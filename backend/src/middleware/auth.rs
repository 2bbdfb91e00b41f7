//! Authentication middleware
//!
//! JWT authentication and role-based access control middleware

use axum::{
    extract::{Request, State},
    http::{header::AUTHORIZATION, StatusCode},
    middleware::Next,
    response::{IntoResponse, Response},
    Json,
};
use shared::models::Role;

use crate::error::{AppError, ErrorResponse};
use crate::AppState;

/// Authenticated user information extracted from JWT
#[derive(Clone, Debug)]
pub struct AuthUser {
    pub user_id: uuid::Uuid,
    pub role: Role,
}

impl AuthUser {
    pub fn is_admin(&self) -> bool {
        self.role == Role::Admin
    }

    /// Admins pass every role check
    pub fn has_role(&self, role: Role) -> bool {
        self.role == role || self.is_admin()
    }

    pub fn has_any_role(&self, roles: &[Role]) -> bool {
        roles.iter().any(|r| self.has_role(*r))
    }
}

/// Authentication middleware that validates JWT tokens
///
/// Tokens are verified against the configured JWT secret, the same
/// value `AuthService` signs with.
pub async fn auth_middleware(
    State(state): State<AppState>,
    mut request: Request,
    next: Next,
) -> Response {
    // Extract Authorization header
    let auth_header = request
        .headers()
        .get(AUTHORIZATION)
        .and_then(|h| h.to_str().ok());

    let token = match auth_header {
        Some(header) if header.starts_with("Bearer ") => &header[7..],
        _ => {
            return unauthorized_response("Missing or invalid Authorization header");
        }
    };

    let claims = match decode_jwt(token, &state.config.jwt.secret) {
        Ok(claims) => claims,
        Err(msg) => {
            return unauthorized_response(&msg);
        }
    };

    // Parse user id and role from claims
    let user_id = match uuid::Uuid::parse_str(&claims.sub) {
        Ok(id) => id,
        Err(_) => return unauthorized_response("Invalid user ID in token"),
    };

    let role = match Role::from_str(&claims.role) {
        Some(role) => role,
        None => return unauthorized_response("Invalid role in token"),
    };

    // Create AuthUser and insert into request extensions
    let auth_user = AuthUser { user_id, role };

    request.extensions_mut().insert(auth_user);

    next.run(request).await
}

/// JWT claims structure
#[derive(Debug, serde::Serialize, serde::Deserialize)]
struct Claims {
    sub: String,
    role: String,
    exp: i64,
    iat: i64,
}

/// Decode and validate JWT token
fn decode_jwt(token: &str, secret: &str) -> Result<Claims, String> {
    use jsonwebtoken::{decode, DecodingKey, Validation};

    decode::<Claims>(
        token,
        &DecodingKey::from_secret(secret.as_bytes()),
        &Validation::default(),
    )
    .map(|data| data.claims)
    .map_err(|e| format!("Invalid token: {}", e))
}

/// Create unauthorized response
fn unauthorized_response(message: &str) -> Response {
    let error = ErrorResponse {
        error: crate::error::ErrorDetail {
            code: "UNAUTHORIZED".to_string(),
            message_en: message.to_string(),
            message_es: "No autorizado".to_string(),
            field: None,
        },
    };

    (StatusCode::UNAUTHORIZED, Json(error)).into_response()
}

/// Extractor for authenticated user
/// Use this in handlers to get the current user
#[derive(Clone, Debug)]
pub struct CurrentUser(pub AuthUser);

#[axum::async_trait]
impl<S> axum::extract::FromRequestParts<S> for CurrentUser
where
    S: Send + Sync,
{
    type Rejection = (StatusCode, Json<ErrorResponse>);

    async fn from_request_parts(
        parts: &mut axum::http::request::Parts,
        _state: &S,
    ) -> Result<Self, Self::Rejection> {
        parts
            .extensions
            .get::<AuthUser>()
            .cloned()
            .map(CurrentUser)
            .ok_or_else(|| {
                let error = ErrorResponse {
                    error: crate::error::ErrorDetail {
                        code: "UNAUTHORIZED".to_string(),
                        message_en: "Authentication required".to_string(),
                        message_es: "Se requiere iniciar sesión".to_string(),
                        field: None,
                    },
                };
                (StatusCode::UNAUTHORIZED, Json(error))
            })
    }
}

/// Role guard for use in handlers
/// Returns an error if the user doesn't have any of the required roles
pub fn require_role(user: &AuthUser, roles: &[Role]) -> Result<(), AppError> {
    if user.has_any_role(roles) {
        Ok(())
    } else {
        Err(AppError::InsufficientPermissions)
    }
}

#[cfg(test)]
mod tests {
    use super::*;

    fn user(role: Role) -> AuthUser {
        AuthUser {
            user_id: uuid::Uuid::new_v4(),
            role,
        }
    }

    #[test]
    fn test_admin_passes_every_check() {
        let admin = user(Role::Admin);
        assert!(admin.has_role(Role::Seller));
        assert!(admin.has_role(Role::Deposit));
        assert!(require_role(&admin, &[Role::Deposit]).is_ok());
    }

    #[test]
    fn test_role_check_rejects_other_roles() {
        let seller = user(Role::Seller);
        assert!(seller.has_role(Role::Seller));
        assert!(!seller.has_role(Role::Deposit));
        assert!(require_role(&seller, &[Role::Deposit]).is_err());
        assert!(require_role(&seller, &[Role::Deposit, Role::Seller]).is_ok());
    }

    #[test]
    fn test_decode_requires_the_signing_secret() {
        use jsonwebtoken::{encode, EncodingKey, Header};

        let now = chrono::Utc::now().timestamp();
        let claims = Claims {
            sub: uuid::Uuid::new_v4().to_string(),
            role: "ADMIN".to_string(),
            exp: now + 3600,
            iat: now,
        };
        let token = encode(
            &Header::default(),
            &claims,
            &EncodingKey::from_secret(b"configured-secret"),
        )
        .unwrap();

        assert!(decode_jwt(&token, "configured-secret").is_ok());
        assert!(decode_jwt(&token, "some-other-secret").is_err());
    }
}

━━━━━━━━

- What this task involves
Look above for the line holding "assert!(seller.has_role(Role::Seller));". Print it and every line after it, exactly, through the line holding "let now = chrono::Utc::now().timestamp();".

- Written reply
        assert!(seller.has_role(Role::Seller));
        assert!(!seller.has_role(Role::Deposit));
        assert!(require_role(&seller, &[Role::Deposit]).is_err());
        assert!(require_role(&seller, &[Role::Deposit, Role::Seller]).is_ok());
    }

    #[test]
    fn test_decode_requires_the_signing_secret() {
        use jsonwebtoken::{encode, EncodingKey, Header};

        let now = chrono::Utc::now().timestamp();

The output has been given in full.